— Task statement —
Set out exactly, line by line, the stretch of data below that begins at the line containing "use core::arch::x86_64::_xgetbv;" and ends at the line containing "pub const fn with_max_leaf(mut", with both ends kept.

— Source material —

//! Process-wide memoized detection.
//!
//! # Caching
//!
//! One `AtomicU8` holds the published level, starting at a sentinel outside
//! the level encoding. The first callers classify (possibly several in
//! parallel), then race a single compare-and-swap; every caller returns
//! whatever the cell holds afterwards. There are no locks, no spinning and no
//! allocation, so detection is usable from any context and in any
//! initialization order.
//!
//! # Overrides
//!
//! A ceiling can be forced before first use with [`try_set_override`]. The
//! published level is the lower of the override and what the probe reports,
//! so an override never enables instructions the host lacks. Once a level is
//! published the cell never changes and overrides are rejected.

use core::sync::atomic::{AtomicU8, Ordering};

use crate::{
  classify::classify_with,
  error::OverrideError,
  level::CapabilityLevel,
  probe::{FeatureProbe, HostProbe},
};

/// Cell value before a level is published.
const UNSET: u8 = 0xFF;

// ─────────────────────────────────────────────────────────────────────────────
// LevelCache
// ─────────────────────────────────────────────────────────────────────────────

/// Write-once cache of a capability level.
///
/// `const`-constructible so it can live in a `static`. The process-wide
/// instance behind [`detect_cached`] is one of these; tests build their own.
#[derive(Debug)]
pub struct LevelCache {
  cell: AtomicU8,
  forced: AtomicU8,
}

impl Default for LevelCache {
  fn default() -> Self {
    Self::new()
  }
}

impl LevelCache {
  #[must_use]
  pub const fn new() -> Self {
    Self {
      cell: AtomicU8::new(UNSET),
      forced: AtomicU8::new(UNSET),
    }
  }

  /// Published level, if any. Never probes.
  #[inline]
  #[must_use]
  pub fn get(&self) -> Option<CapabilityLevel> {
    CapabilityLevel::from_u8(self.cell.load(Ordering::Acquire))
  }

  /// Published level, classifying with `probe` on first use.
  ///
  /// Concurrent first callers may each run the probe; all of them return the
  /// single value that won the publish.
  #[inline]
  pub fn get_or_classify<P: FeatureProbe + ?Sized>(&self, probe: &P) -> CapabilityLevel {
    match self.get() {
      Some(level) => level,
      None => self.publish_slow(probe),
    }
  }

  #[cold]
  #[inline(never)]
  fn publish_slow<P: FeatureProbe + ?Sized>(&self, probe: &P) -> CapabilityLevel {
    let detected = classify_with(probe);
    let computed = match CapabilityLevel::from_u8(self.forced.load(Ordering::Acquire)) {
      Some(forced) => detected.min(forced),
      None => detected,
    };
    self.publish(computed)
  }

  /// Publish `level` unless another value already won; returns the winner.
  fn publish(&self, level: CapabilityLevel) -> CapabilityLevel {
    match self
      .cell
      .compare_exchange(UNSET, level.as_u8(), Ordering::AcqRel, Ordering::Acquire)
    {
      Ok(_) => level,
      // The cell only ever holds UNSET or a valid level, and it is not UNSET here.
      Err(current) => CapabilityLevel::from_u8(current).unwrap_or(level),
    }
  }

  /// Cap the level that first use will publish.
  ///
  /// # Errors
  ///
  /// [`OverrideError::AlreadyInitialized`] once a level is published.
  pub fn try_set_override(&self, level: CapabilityLevel) -> Result<(), OverrideError> {
    if self.get().is_some() {
      return Err(OverrideError::AlreadyInitialized);
    }
    self.forced.store(level.as_u8(), Ordering::Release);
    Ok(())
  }

  /// Drop a pending override. No effect on an already published level.
  pub fn clear_override(&self) {
    self.forced.store(UNSET, Ordering::Release);
  }

  /// True if an override is pending or was applied.
  #[must_use]
  pub fn has_override(&self) -> bool {
    self.forced.load(Ordering::Acquire) != UNSET
  }
}

// ─────────────────────────────────────────────────────────────────────────────
// Process-wide cache
// ─────────────────────────────────────────────────────────────────────────────

static DETECTED: LevelCache = LevelCache::new();

/// Capability level of this process, memoized.
///
/// Thread-safe and idempotent: every call in the process returns the same
/// value. The first call probes the CPU; later calls are one atomic load.
#[inline]
#[must_use]
pub fn detect_cached() -> CapabilityLevel {
  DETECTED.get_or_classify(&HostProbe)
}

/// Level already published by [`detect_cached`], without probing.
#[inline]
#[must_use]
pub fn cached_level() -> Option<CapabilityLevel> {
  DETECTED.get()
}

/// Cap the process-wide level.
///
/// Contract: pre-init only. Once [`detect_cached`] has published, this returns
/// [`OverrideError::AlreadyInitialized`].
#[cold]
pub fn try_set_override(level: CapabilityLevel) -> Result<(), OverrideError> {
  DETECTED.try_set_override(level)
}

/// Cap the process-wide level.
///
/// # Panics
///
/// If detection has already published a level.
#[cold]
pub fn set_override(level: CapabilityLevel) {
  if let Err(err) = try_set_override(level) {
    panic!("platform::set_override failed: {err}");
  }
}

/// Drop a pending process-wide override.
#[cold]
pub fn clear_override() {
  DETECTED.clear_override();
}

/// True if a process-wide override is pending or was applied.
#[inline]
#[must_use]
pub fn has_override() -> bool {
  DETECTED.has_override()
}
//! Fuzz target for level classification.
//!
//! Tests that:
//! - No panics on arbitrary probe answers
//! - Wide levels are never selected without their OS register state
//! - Classification is monotone in the raw flags
//! - The probe path and the bit path agree

#![no_main]

use arbitrary::Arbitrary;
use libfuzzer_sys::fuzz_target;
use platform::{
  CapabilityLevel, RawFeatureBits, classify_bits, classify_with,
  probe::SimulatedProbe,
};

#[derive(Debug, Arbitrary)]
struct Input {
  max_leaf: u32,
  leaf1_ecx: u32,
  leaf1_edx: u32,
  leaf7_ebx: u32,
  xcr0: u64,
  extra: u16,
}

fuzz_target!(|input: Input| {
  let probe = SimulatedProbe::unsupported()
    .with_max_leaf(input.max_leaf)
    .with_leaf1_ecx(input.leaf1_ecx)
    .with_leaf1_edx(input.leaf1_edx)
    .with_leaf7_ebx(input.leaf7_ebx)
    .with_xcr0(input.xcr0);

  let bits = RawFeatureBits::read(&probe);
  let level = classify_with(&probe);

  // ─── Probe path matches bit path ───
  assert_eq!(level, classify_bits(bits));

  // ─── OS gating ───
  if level >= CapabilityLevel::Avx {
    assert!(bits.has(RawFeatureBits::OSXSAVE | RawFeatureBits::XCR0_YMM), "{bits} -> {level}");
    assert_eq!(input.xcr0 & 0x6, 0x6);
  }
  if level == CapabilityLevel::Avx512F {
    assert_eq!(input.xcr0 & 0xE0, 0xE0);
  }

  // ─── Unsupported probe is scalar ───
  if input.max_leaf == 0 {
    assert_eq!(level, CapabilityLevel::Scalar);
  }

  // ─── Monotonicity ───
  let more = bits | RawFeatureBits::from_raw(input.extra);
  assert!(classify_bits(more) >= level);
  let fewer = bits.difference(RawFeatureBits::from_raw(input.extra));
  assert!(classify_bits(fewer) <= level);
});
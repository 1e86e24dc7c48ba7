//! Raw hardware queries: CPUID and XGETBV.
//!
//! Nothing here interprets the answers. [`crate::classify`] turns them into a
//! [`CapabilityLevel`](crate::CapabilityLevel).
//!
//! On targets without CPUID (and under Miri) every query answers zero, which
//! the classifier reads as "no vector extensions".

/// Register file returned by a CPUID query.
#[derive(Clone, Copy, Debug, Default, PartialEq, Eq)]
pub struct CpuidResult {
  pub eax: u32,
  pub ebx: u32,
  pub ecx: u32,
  pub edx: u32,
}

impl CpuidResult {
  /// All registers zero; the answer of an unsupported probe.
  pub const ZERO: Self = Self {
    eax: 0,
    ebx: 0,
    ecx: 0,
    edx: 0,
  };
}

/// Source of raw processor answers.
///
/// The classifier is written against this trait so tests can script the
/// hardware. [`HostProbe`] asks the real CPU.
pub trait FeatureProbe {
  /// Query CPUID `leaf`/`subleaf`.
  fn cpuid(&self, leaf: u32, subleaf: u32) -> CpuidResult;

  /// Read extended control register `index`.
  ///
  /// Callers only ask after observing OSXSAVE in leaf 1.
  fn xgetbv(&self, index: u32) -> u64;
}

impl<P: FeatureProbe + ?Sized> FeatureProbe for &P {
  #[inline]
  fn cpuid(&self, leaf: u32, subleaf: u32) -> CpuidResult {
    (**self).cpuid(leaf, subleaf)
  }

  #[inline]
  fn xgetbv(&self, index: u32) -> u64 {
    (**self).xgetbv(index)
  }
}

/// The processor this code runs on.
#[derive(Clone, Copy, Debug, Default)]
pub struct HostProbe;

impl FeatureProbe for HostProbe {
  #[inline]
  fn cpuid(&self, leaf: u32, subleaf: u32) -> CpuidResult {
    query_processor_features(leaf, subleaf)
  }

  #[inline]
  fn xgetbv(&self, index: u32) -> u64 {
    query_extended_control_register(index)
  }
}

// ─────────────────────────────────────────────────────────────────────────────
// Host queries
// ─────────────────────────────────────────────────────────────────────────────

/// OSXSAVE: leaf 1 ECX bit 27.
const OSXSAVE_BIT: u32 = 1 << 27;

/// Execute CPUID for `leaf`/`subleaf`.
///
/// Returns [`CpuidResult::ZERO`] when the instruction is unavailable: non-x86
/// targets, 32-bit parts without CPUID, and Miri.
#[inline]
#[must_use]
pub fn query_processor_features(leaf: u32, subleaf: u32) -> CpuidResult {
  #[cfg(all(target_arch = "x86_64", not(miri)))]
  {
    let r = core::arch::x86_64::__cpuid_count(leaf, subleaf);
    CpuidResult {
      eax: r.eax,
      ebx: r.ebx,
      ecx: r.ecx,
      edx: r.edx,
    }
  }

  #[cfg(all(target_arch = "x86", not(miri)))]
  {
    use core::arch::x86::{__cpuid_count, has_cpuid};

    if !has_cpuid() {
      return CpuidResult::ZERO;
    }
    let r = __cpuid_count(leaf, subleaf);
    CpuidResult {
      eax: r.eax,
      ebx: r.ebx,
      ecx: r.ecx,
      edx: r.edx,
    }
  }

  #[cfg(any(not(any(target_arch = "x86", target_arch = "x86_64")), miri))]
  {
    let _ = (leaf, subleaf);
    CpuidResult::ZERO
  }
}

/// Read XCR0-style extended control register `index`.
///
/// Returns 0 unless the OS has enabled XSAVE (OSXSAVE set); XGETBV faults
/// otherwise.
#[inline]
#[must_use]
pub fn query_extended_control_register(index: u32) -> u64 {
  if query_processor_features(0, 0).eax < 1 {
    return 0;
  }
  if query_processor_features(1, 0).ecx & OSXSAVE_BIT == 0 {
    return 0;
  }
  xgetbv_unchecked(index)
}

#[cfg(all(any(target_arch = "x86", target_arch = "x86_64"), not(miri)))]
#[allow(unsafe_code)]
#[inline]
fn xgetbv_unchecked(index: u32) -> u64 {
  #[cfg(target_arch = "x86")]
  use core::arch::x86::_xgetbv;
  #[cfg(target_arch = "x86_64")]
  use core::arch::x86_64::_xgetbv;

  // SAFETY: only reached after OSXSAVE was observed, so XGETBV is enabled.
  unsafe { _xgetbv(index) }
}

#[cfg(any(not(any(target_arch = "x86", target_arch = "x86_64")), miri))]
#[inline]
fn xgetbv_unchecked(index: u32) -> u64 {
  let _ = index;
  0
}

// ─────────────────────────────────────────────────────────────────────────────
// Probe doubles
// ─────────────────────────────────────────────────────────────────────────────

#[cfg(any(test, feature = "testing"))]
pub use testing::{CountingProbe, SimulatedProbe};

#[cfg(any(test, feature = "testing"))]
mod testing {
  use core::sync::atomic::{AtomicUsize, Ordering};

  use super::{CpuidResult, FeatureProbe};
  use crate::classify::{RawFeatureBits, cpuid_bits};

  /// Scripted answers for leaves 0, 1 and 7 plus XCR0.
  ///
  /// Any other leaf answers zero. Build with [`SimulatedProbe::unsupported`]
  /// and the `with_*` methods, or derive one from feature bits with
  /// [`SimulatedProbe::from_bits`].
  #[derive(Clone, Copy, Debug, Default, PartialEq, Eq)]
  pub struct SimulatedProbe {
    max_leaf: u32,
    leaf1_ecx: u32,
    leaf1_edx: u32,
    leaf7_ebx: u32,
    xcr0: u64,
  }

  impl SimulatedProbe {
    /// A machine whose CPUID reports nothing, as on non-x86 targets.
    #[must_use]
    pub const fn unsupported() -> Self {
      Self {
        max_leaf: 0,
        leaf1_ecx: 0,
        leaf1_edx: 0,
        leaf7_ebx: 0,
        xcr0: 0,
      }
    }

    /// Highest standard leaf reported by leaf 0.
    #[must_use]
    pub const fn with_max_leaf(mut self, max_leaf: u32) -> Self {
      self.max_leaf = max_leaf;
      self
    }

    /// Set leaf 1 ECX bits.
    #[must_use]
    pub const fn with_leaf1_ecx(mut self, bits: u32) -> Self {
      self.leaf1_ecx |= bits;
      self
    }

    /// Set leaf 1 EDX bits.
    #[must_use]
    pub const fn with_leaf1_edx(mut self, bits: u32) -> Self {
      self.leaf1_edx |= bits;
      self
    }

    /// Set leaf 7 subleaf 0 EBX bits.
    #[must_use]
    pub const fn with_leaf7_ebx(mut self, bits: u32) -> Self {
      self.leaf7_ebx |= bits;
      self
    }

    /// XCR0 value returned by XGETBV(0).
    #[must_use]
    pub const fn with_xcr0(mut self, xcr0: u64) -> Self {
      self.xcr0 = xcr0;
      self
    }

    /// A probe whose answers read back as `bits`.
    ///
    /// OS-state flags are only observable through OSXSAVE, so `XCR0_*` bits
    /// without `OSXSAVE` read back as absent.
    #[must_use]
    pub const fn from_bits(bits: RawFeatureBits) -> Self {
      if !bits.has(RawFeatureBits::CPUID) {
        return Self::unsupported();
      }
      let mut ecx = 0;
      let mut edx = 0;
      let mut ebx7 = 0;
      let mut xcr0 = 0;
      if bits.has(RawFeatureBits::SSE2) {
        edx |= cpuid_bits::LEAF1_EDX_SSE2;
      }
      if bits.has(RawFeatureBits::SSE42) {
        ecx |= cpuid_bits::LEAF1_ECX_SSE42;
      }
      if bits.has(RawFeatureBits::OSXSAVE) {
        ecx |= cpuid_bits::LEAF1_ECX_OSXSAVE;
      }
      if bits.has(RawFeatureBits::AVX) {
        ecx |= cpuid_bits::LEAF1_ECX_AVX;
      }
      if bits.has(RawFeatureBits::AVX2) {
        ebx7 |= cpuid_bits::LEAF7_EBX_AVX2;
      }
      if bits.has(RawFeatureBits::AVX512F) {
        ebx7 |= cpuid_bits::LEAF7_EBX_AVX512F;
      }
      if bits.has(RawFeatureBits::XCR0_YMM) {
        xcr0 |= cpuid_bits::XCR0_YMM_MASK;
      }
      if bits.has(RawFeatureBits::XCR0_ZMM) {
        xcr0 |= cpuid_bits::XCR0_ZMM_MASK;
      }
      Self {
        max_leaf: 7,
        leaf1_ecx: ecx,
        leaf1_edx: edx,
        leaf7_ebx: ebx7,
        xcr0,
      }
    }
  }

  impl FeatureProbe for SimulatedProbe {
    fn cpuid(&self, leaf: u32, subleaf: u32) -> CpuidResult {
      if leaf > self.max_leaf {
        return CpuidResult::ZERO;
      }
      match (leaf, subleaf) {
        (0, _) => CpuidResult {
          eax: self.max_leaf,
          ..CpuidResult::ZERO
        },
        (1, _) => CpuidResult {
          ecx: self.leaf1_ecx,
          edx: self.leaf1_edx,
          ..CpuidResult::ZERO
        },
        (7, 0) => CpuidResult {
          ebx: self.leaf7_ebx,
          ..CpuidResult::ZERO
        },
        _ => CpuidResult::ZERO,
      }
    }

    fn xgetbv(&self, index: u32) -> u64 {
      if index == 0 { self.xcr0 } else { 0 }
    }
  }

  /// Wraps a probe and counts how often it is asked.
  ///
  /// A "sequence" is one full read of the feature leaves, counted at the
  /// leaf 0 query that starts every classification.
  #[derive(Debug, Default)]
  pub struct CountingProbe<P> {
    inner: P,
    sequences: AtomicUsize,
    cpuid_calls: AtomicUsize,
    xgetbv_calls: AtomicUsize,
  }

  impl<P> CountingProbe<P> {
    #[must_use]
    pub const fn new(inner: P) -> Self {
      Self {
        inner,
        sequences: AtomicUsize::new(0),
        cpuid_calls: AtomicUsize::new(0),
        xgetbv_calls: AtomicUsize::new(0),
      }
    }

    /// Number of probe sequences started.
    #[must_use]
    pub fn sequences(&self) -> usize {
      self.sequences.load(Ordering::Relaxed)
    }

    /// Total CPUID queries.
    #[must_use]
    pub fn cpuid_calls(&self) -> usize {
      self.cpuid_calls.load(Ordering::Relaxed)
    }

    /// Total XGETBV queries.
    #[must_use]
    pub fn xgetbv_calls(&self) -> usize {
      self.xgetbv_calls.load(Ordering::Relaxed)
    }

    /// The wrapped probe.
    #[must_use]
    pub const fn inner(&self) -> &P {
      &self.inner
    }
  }

  impl<P: FeatureProbe> FeatureProbe for CountingProbe<P> {
    fn cpuid(&self, leaf: u32, subleaf: u32) -> CpuidResult {
      if leaf == 0 {
        self.sequences.fetch_add(1, Ordering::Relaxed);
      }
      self.cpuid_calls.fetch_add(1, Ordering::Relaxed);
      self.inner.cpuid(leaf, subleaf)
    }

    fn xgetbv(&self, index: u32) -> u64 {
      self.xgetbv_calls.fetch_add(1, Ordering::Relaxed);
      self.inner.xgetbv(index)
    }
  }
}

#[cfg(test)]
mod tests {
  use super::*;

  #[test]
  fn host_probe_matches_free_functions() {
    let probe = HostProbe;
    assert_eq!(probe.cpuid(0, 0), query_processor_features(0, 0));
    assert_eq!(probe.cpuid(1, 0), query_processor_features(1, 0));
    assert_eq!(probe.xgetbv(0), query_extended_control_register(0));
  }

  #[test]
  #[cfg(any(miri, not(any(target_arch = "x86", target_arch = "x86_64"))))]
  fn unsupported_targets_answer_zero() {
    assert_eq!(query_processor_features(0, 0), CpuidResult::ZERO);
    assert_eq!(query_processor_features(7, 0), CpuidResult::ZERO);
    assert_eq!(query_extended_control_register(0), 0);
  }

  #[test]
  #[cfg(all(target_arch = "x86_64", not(miri)))]
  fn x86_64_reports_leaf_one_and_sse2() {
    // SSE2 is architectural on x86_64.
    assert!(query_processor_features(0, 0).eax >= 1);
    assert_ne!(query_processor_features(1, 0).edx & (1 << 26), 0);
  }

  #[test]
  #[cfg(all(target_arch = "x86_64", not(miri)))]
  fn xcr0_always_carries_x87_state_when_readable() {
    let xcr0 = query_extended_control_register(0);
    if query_processor_features(1, 0).ecx & OSXSAVE_BIT != 0 {
      assert_eq!(xcr0 & 1, 1, "XCR0 bit 0 (x87) is architecturally fixed");
    } else {
      assert_eq!(xcr0, 0);
    }
  }

  #[test]
  fn simulated_probe_answers_only_scripted_leaves() {
    let probe = SimulatedProbe::unsupported()
      .with_max_leaf(1)
      .with_leaf1_edx(1 << 26)
      .with_leaf7_ebx(1 << 5)
      .with_xcr0(0x7);
    assert_eq!(probe.cpuid(0, 0).eax, 1);
    assert_eq!(probe.cpuid(1, 0).edx, 1 << 26);
    // Leaf 7 is above the reported maximum.
    assert_eq!(probe.cpuid(7, 0), CpuidResult::ZERO);
    assert_eq!(probe.xgetbv(0), 0x7);
    assert_eq!(probe.xgetbv(1), 0);
  }

  #[test]
  fn counting_probe_counts_sequences_and_queries() {
    let probe = CountingProbe::new(SimulatedProbe::unsupported().with_max_leaf(7));
    let _ = probe.cpuid(0, 0);
    let _ = probe.cpuid(1, 0);
    let _ = probe.cpuid(7, 0);
    let _ = probe.xgetbv(0);
    assert_eq!(probe.sequences(), 1);
    assert_eq!(probe.cpuid_calls(), 3);
    assert_eq!(probe.xgetbv_calls(), 1);
  }
}
//! Environment-driven level ceiling.
//!
//! Opt-in: nothing here runs unless the application calls it. The detector
//! never reads the environment on its own.
//!
//! ```no_run
//! // Early in main, before any dispatched call:
//! let level = platform::Config::from_env()?.apply()?;
//! # Ok::<(), Box<dyn std::error::Error>>(())
//! ```

use std::{
  env::{self, VarError},
  string::String,
};

use crate::{
  classify::classify,
  detect,
  error::{ConfigError, OverrideError},
  level::CapabilityLevel,
};

/// Variable naming the widest level the process may use.
pub const MAX_LEVEL_ENV: &str = "VECDISPATCH_MAX_LEVEL";

/// Process-level dispatch settings.
#[derive(Clone, Copy, Debug, Default, PartialEq, Eq)]
pub struct Config {
  /// Upper bound on the detected level. `None` leaves detection untouched.
  pub max_level: Option<CapabilityLevel>,
}

impl Config {
  /// Read settings from the environment. An unset variable means no ceiling.
  ///
  /// # Errors
  ///
  /// [`ConfigError`] if the variable is set but unusable.
  pub fn from_env() -> Result<Self, ConfigError> {
    Self::from_lookup(|var| env::var(var))
  }

  fn from_lookup<F>(lookup: F) -> Result<Self, ConfigError>
  where
    F: FnOnce(&'static str) -> Result<String, VarError>,
  {
    let raw = match lookup(MAX_LEVEL_ENV) {
      Ok(raw) => raw,
      Err(VarError::NotPresent) => return Ok(Self::default()),
      Err(VarError::NotUnicode(_)) => return Err(ConfigError::NotUnicode { var: MAX_LEVEL_ENV }),
    };
    if raw.trim().is_empty() {
      return Ok(Self::default());
    }
    let max_level = raw.parse().map_err(|source| ConfigError::InvalidLevel {
      var: MAX_LEVEL_ENV,
      value: raw.clone(),
      source,
    })?;
    Ok(Self {
      max_level: Some(max_level),
    })
  }

  /// Level the process will use under this configuration.
  #[must_use]
  pub fn effective_level(&self, detected: CapabilityLevel) -> CapabilityLevel {
    match self.max_level {
      Some(cap) => detected.min(cap),
      None => detected,
    }
  }

  /// Install the ceiling as the process-wide override.
  ///
  /// Returns the level dispatch will use. Without a ceiling this is plain
  /// [`detect_cached`](crate::detect_cached).
  ///
  /// # Errors
  ///
  /// [`OverrideError::AlreadyInitialized`] if detection already published a
  /// level and a ceiling is configured.
  pub fn apply(&self) -> Result<CapabilityLevel, OverrideError> {
    let Some(cap) = self.max_level else {
      return Ok(detect::detect_cached());
    };
    let detected = classify();
    let level = self.effective_level(detected);
    detect::try_set_override(level)?;
    #[cfg(feature = "tracing")]
    if level < detected {
      tracing::info!(
        detected = detected.name(),
        ceiling = cap.name(),
        level = level.name(),
        "capability level capped by {MAX_LEVEL_ENV}"
      );
    }
    #[cfg(not(feature = "tracing"))]
    let _ = cap;
    Ok(detect::detect_cached())
  }
}
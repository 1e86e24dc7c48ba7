//! Error types for detection overrides, level parsing, and configuration.
//!
//! Detection itself cannot fail. These cover the optional surfaces around it.

use thiserror::Error;

/// Forcing the cached level failed.
#[derive(Error, Clone, Copy, Debug, PartialEq, Eq)]
#[non_exhaustive]
pub enum OverrideError {
  /// Detection already published a level; the cache is write-once.
  #[error("capability level already detected; overrides must be set before first use")]
  AlreadyInitialized,
}

/// A string did not name any capability level.
#[derive(Error, Clone, Copy, Debug, PartialEq, Eq)]
#[error("unrecognized capability level name")]
pub struct ParseLevelError;

/// A raw byte is outside the level encoding.
#[derive(Error, Clone, Copy, Debug, PartialEq, Eq)]
#[error("invalid capability level encoding: {0}")]
pub struct InvalidLevel(pub u8);

/// Reading the environment ceiling failed.
#[cfg(feature = "std")]
#[derive(Error, Clone, Debug, PartialEq, Eq)]
#[non_exhaustive]
pub enum ConfigError {
  /// The variable is set but not valid UTF-8.
  #[error("{var} is not valid unicode")]
  NotUnicode {
    /// Variable name.
    var: &'static str,
  },

  /// The variable names no known level.
  #[error("{var}={value:?} does not name a capability level")]
  InvalidLevel {
    /// Variable name.
    var: &'static str,
    /// Raw value.
    value: std::string::String,
    /// Parse failure.
    #[source]
    source: ParseLevelError,
  },
}
//! Resolvers that cannot hand back a null implementation.
//!
//! A resolver turns "which implementation should this process use?" into a
//! concrete value, once. If the resolution logic comes up empty there is no
//! sensible fallback left (the scalar variant is part of every table), so the
//! process stops right there with a hardware trap. The fault address points
//! at the resolver, not at some later call through a null pointer.
//!
//! The trap is not a panic: it does not unwind, cannot be caught, and runs no
//! destructors.
//!
//! # Usage
//!
//! ```
//! backend::safe_resolver! {
//!   /// Kernel for this process.
//!   pub fn pick() -> fn(u32) -> u32 {
//!     fn double(x: u32) -> u32 { x * 2 }
//!     Some(double as fn(u32) -> u32)
//!   }
//! }
//!
//! assert_eq!(pick()(21), 42);
//! ```

use core::ptr::NonNull;

/// Stop the process with a debugger-visible trap.
///
/// | Target | Instruction |
/// |--------|-------------|
/// | x86, x86_64 | `ud2` (SIGILL) |
/// | aarch64 | `brk #0x3e8` (SIGTRAP) |
/// | other, `std` | `std::process::abort` |
/// | other, no `std` | `panic!` |
#[cold]
#[inline(always)]
#[allow(unsafe_code)]
pub fn trap() -> ! {
  #[cfg(all(any(target_arch = "x86", target_arch = "x86_64"), not(miri)))]
  // SAFETY: `ud2` raises #UD and never returns; it touches no memory or stack.
  unsafe {
    core::arch::asm!("ud2", options(noreturn, nomem, nostack));
  }

  #[cfg(all(target_arch = "aarch64", not(miri)))]
  // SAFETY: `brk` raises a breakpoint exception and never returns.
  unsafe {
    core::arch::asm!("brk #0x3e8", options(noreturn, nomem, nostack));
  }

  #[cfg(all(
    any(miri, not(any(target_arch = "x86", target_arch = "x86_64", target_arch = "aarch64"))),
    feature = "std"
  ))]
  std::process::abort();

  #[cfg(all(
    any(miri, not(any(target_arch = "x86", target_arch = "x86_64", target_arch = "aarch64"))),
    not(feature = "std")
  ))]
  panic!("resolver produced no implementation");
}

/// Unwrap a resolution result, trapping on `None`.
#[inline(always)]
pub fn checked<T>(resolved: Option<T>) -> T {
  match resolved {
    Some(value) => value,
    None => trap(),
  }
}

/// Non-null view of `ptr`, trapping on null.
#[inline(always)]
pub fn checked_ptr<T>(ptr: *const T) -> NonNull<T> {
  match NonNull::new(ptr.cast_mut()) {
    Some(ptr) => ptr,
    None => trap(),
  }
}

/// Define resolver functions whose bodies yield `Option<T>`.
///
/// Each generated `fn name() -> T` runs the body once per call and traps on
/// `None`. The wrapper is never inlined so a trap is attributed to it.
///
/// ```
/// backend::safe_resolver! {
///   fn answer() -> u32 { Some(42) }
///   pub(crate) fn banner() -> &'static str { Some("ok") }
/// }
/// assert_eq!(answer(), 42);
/// assert_eq!(banner(), "ok");
/// ```
#[macro_export]
macro_rules! safe_resolver {
  ($($(#[$meta:meta])* $vis:vis fn $name:ident() -> $ty:ty $body:block)+) => {
    $(
      $(#[$meta])*
      #[inline(never)]
      $vis fn $name() -> $ty {
        fn resolve() -> ::core::option::Option<$ty> $body
        $crate::resolver::checked(resolve())
      }
    )+
  };
}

— Response for this exercise —
  use core::arch::x86_64::_xgetbv;

  // SAFETY: only reached after OSXSAVE was observed, so XGETBV is enabled.
  unsafe { _xgetbv(index) }
}

#[cfg(any(not(any(target_arch = "x86", target_arch = "x86_64")), miri))]
#[inline]
fn xgetbv_unchecked(index: u32) -> u64 {
  let _ = index;
  0
}

// ─────────────────────────────────────────────────────────────────────────────
// Probe doubles
// ─────────────────────────────────────────────────────────────────────────────

#[cfg(any(test, feature = "testing"))]
pub use testing::{CountingProbe, SimulatedProbe};

#[cfg(any(test, feature = "testing"))]
mod testing {
  use core::sync::atomic::{AtomicUsize, Ordering};

  use super::{CpuidResult, FeatureProbe};
  use crate::classify::{RawFeatureBits, cpuid_bits};

  /// Scripted answers for leaves 0, 1 and 7 plus XCR0.
  ///
  /// Any other leaf answers zero. Build with [`SimulatedProbe::unsupported`]
  /// and the `with_*` methods, or derive one from feature bits with
  /// [`SimulatedProbe::from_bits`].
  #[derive(Clone, Copy, Debug, Default, PartialEq, Eq)]
  pub struct SimulatedProbe {
    max_leaf: u32,
    leaf1_ecx: u32,
    leaf1_edx: u32,
    leaf7_ebx: u32,
    xcr0: u64,
  }

  impl SimulatedProbe {
    /// A machine whose CPUID reports nothing, as on non-x86 targets.
    #[must_use]
    pub const fn unsupported() -> Self {
      Self {
        max_leaf: 0,
        leaf1_ecx: 0,
        leaf1_edx: 0,
        leaf7_ebx: 0,
        xcr0: 0,
      }
    }

    /// Highest standard leaf reported by leaf 0.
    #[must_use]
    pub const fn with_max_leaf(mut self, max_leaf: u32) -> Self {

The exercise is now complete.